> _Directions for this task_: Find the word "Mutex" below. Copy each line that has it.

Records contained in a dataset
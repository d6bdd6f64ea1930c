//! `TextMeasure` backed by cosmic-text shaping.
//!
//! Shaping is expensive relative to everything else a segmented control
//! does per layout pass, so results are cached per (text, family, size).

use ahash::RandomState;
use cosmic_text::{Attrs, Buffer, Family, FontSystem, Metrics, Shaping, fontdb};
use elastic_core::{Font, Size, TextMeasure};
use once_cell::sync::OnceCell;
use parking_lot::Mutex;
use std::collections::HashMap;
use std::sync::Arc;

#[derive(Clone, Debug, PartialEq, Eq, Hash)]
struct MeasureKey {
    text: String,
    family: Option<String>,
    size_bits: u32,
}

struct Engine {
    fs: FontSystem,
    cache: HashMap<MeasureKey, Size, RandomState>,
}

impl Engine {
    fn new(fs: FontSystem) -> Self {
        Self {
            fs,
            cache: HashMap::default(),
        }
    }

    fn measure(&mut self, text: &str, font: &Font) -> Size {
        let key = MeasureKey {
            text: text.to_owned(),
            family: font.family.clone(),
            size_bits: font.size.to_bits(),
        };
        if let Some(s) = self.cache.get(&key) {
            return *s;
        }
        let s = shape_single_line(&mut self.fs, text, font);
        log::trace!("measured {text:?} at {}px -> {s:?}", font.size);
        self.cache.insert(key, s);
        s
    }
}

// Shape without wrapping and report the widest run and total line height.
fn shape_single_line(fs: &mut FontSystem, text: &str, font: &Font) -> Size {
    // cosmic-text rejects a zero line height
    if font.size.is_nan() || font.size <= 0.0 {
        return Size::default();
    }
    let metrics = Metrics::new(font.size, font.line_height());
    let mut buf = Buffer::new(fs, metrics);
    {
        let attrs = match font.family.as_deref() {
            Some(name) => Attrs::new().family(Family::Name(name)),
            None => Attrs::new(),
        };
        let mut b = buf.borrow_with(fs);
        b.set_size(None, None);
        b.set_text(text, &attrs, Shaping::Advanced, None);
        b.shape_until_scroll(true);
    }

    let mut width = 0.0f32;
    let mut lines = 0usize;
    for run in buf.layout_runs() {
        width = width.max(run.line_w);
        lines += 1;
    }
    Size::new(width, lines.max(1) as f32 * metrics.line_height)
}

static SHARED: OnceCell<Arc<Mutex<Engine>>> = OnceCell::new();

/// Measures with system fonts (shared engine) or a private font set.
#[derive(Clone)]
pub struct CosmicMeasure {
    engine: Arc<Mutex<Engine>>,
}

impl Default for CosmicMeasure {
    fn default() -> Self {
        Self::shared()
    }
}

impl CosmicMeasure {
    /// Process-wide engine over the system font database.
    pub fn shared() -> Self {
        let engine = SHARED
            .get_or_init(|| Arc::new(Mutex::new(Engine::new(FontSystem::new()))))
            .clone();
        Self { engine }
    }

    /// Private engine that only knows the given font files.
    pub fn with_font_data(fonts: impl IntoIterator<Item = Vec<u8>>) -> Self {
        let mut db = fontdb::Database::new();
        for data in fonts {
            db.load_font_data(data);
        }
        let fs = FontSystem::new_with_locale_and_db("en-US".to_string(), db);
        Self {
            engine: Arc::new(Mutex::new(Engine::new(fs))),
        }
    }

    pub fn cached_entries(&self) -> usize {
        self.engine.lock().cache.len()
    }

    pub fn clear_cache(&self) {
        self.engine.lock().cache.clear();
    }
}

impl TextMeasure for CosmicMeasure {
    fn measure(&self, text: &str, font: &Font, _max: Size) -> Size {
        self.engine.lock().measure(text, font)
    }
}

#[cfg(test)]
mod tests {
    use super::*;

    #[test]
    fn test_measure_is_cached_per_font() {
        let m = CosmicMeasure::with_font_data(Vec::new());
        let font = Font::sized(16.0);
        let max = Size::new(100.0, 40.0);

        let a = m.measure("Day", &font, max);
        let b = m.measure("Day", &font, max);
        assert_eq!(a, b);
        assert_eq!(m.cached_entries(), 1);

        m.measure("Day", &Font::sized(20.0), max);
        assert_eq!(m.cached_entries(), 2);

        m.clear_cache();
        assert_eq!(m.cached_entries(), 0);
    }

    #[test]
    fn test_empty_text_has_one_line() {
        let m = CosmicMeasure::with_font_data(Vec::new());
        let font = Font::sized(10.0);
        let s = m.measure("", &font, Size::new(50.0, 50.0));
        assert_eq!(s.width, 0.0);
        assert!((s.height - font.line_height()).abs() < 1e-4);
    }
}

> _Output of the exercise_:
use parking_lot::Mutex;
static SHARED: OnceCell<Arc<Mutex<Engine>>> = OnceCell::new();
    engine: Arc<Mutex<Engine>>,
            .get_or_init(|| Arc::new(Mutex::new(Engine::new(FontSystem::new()))))
            engine: Arc::new(Mutex::new(Engine::new(fs))),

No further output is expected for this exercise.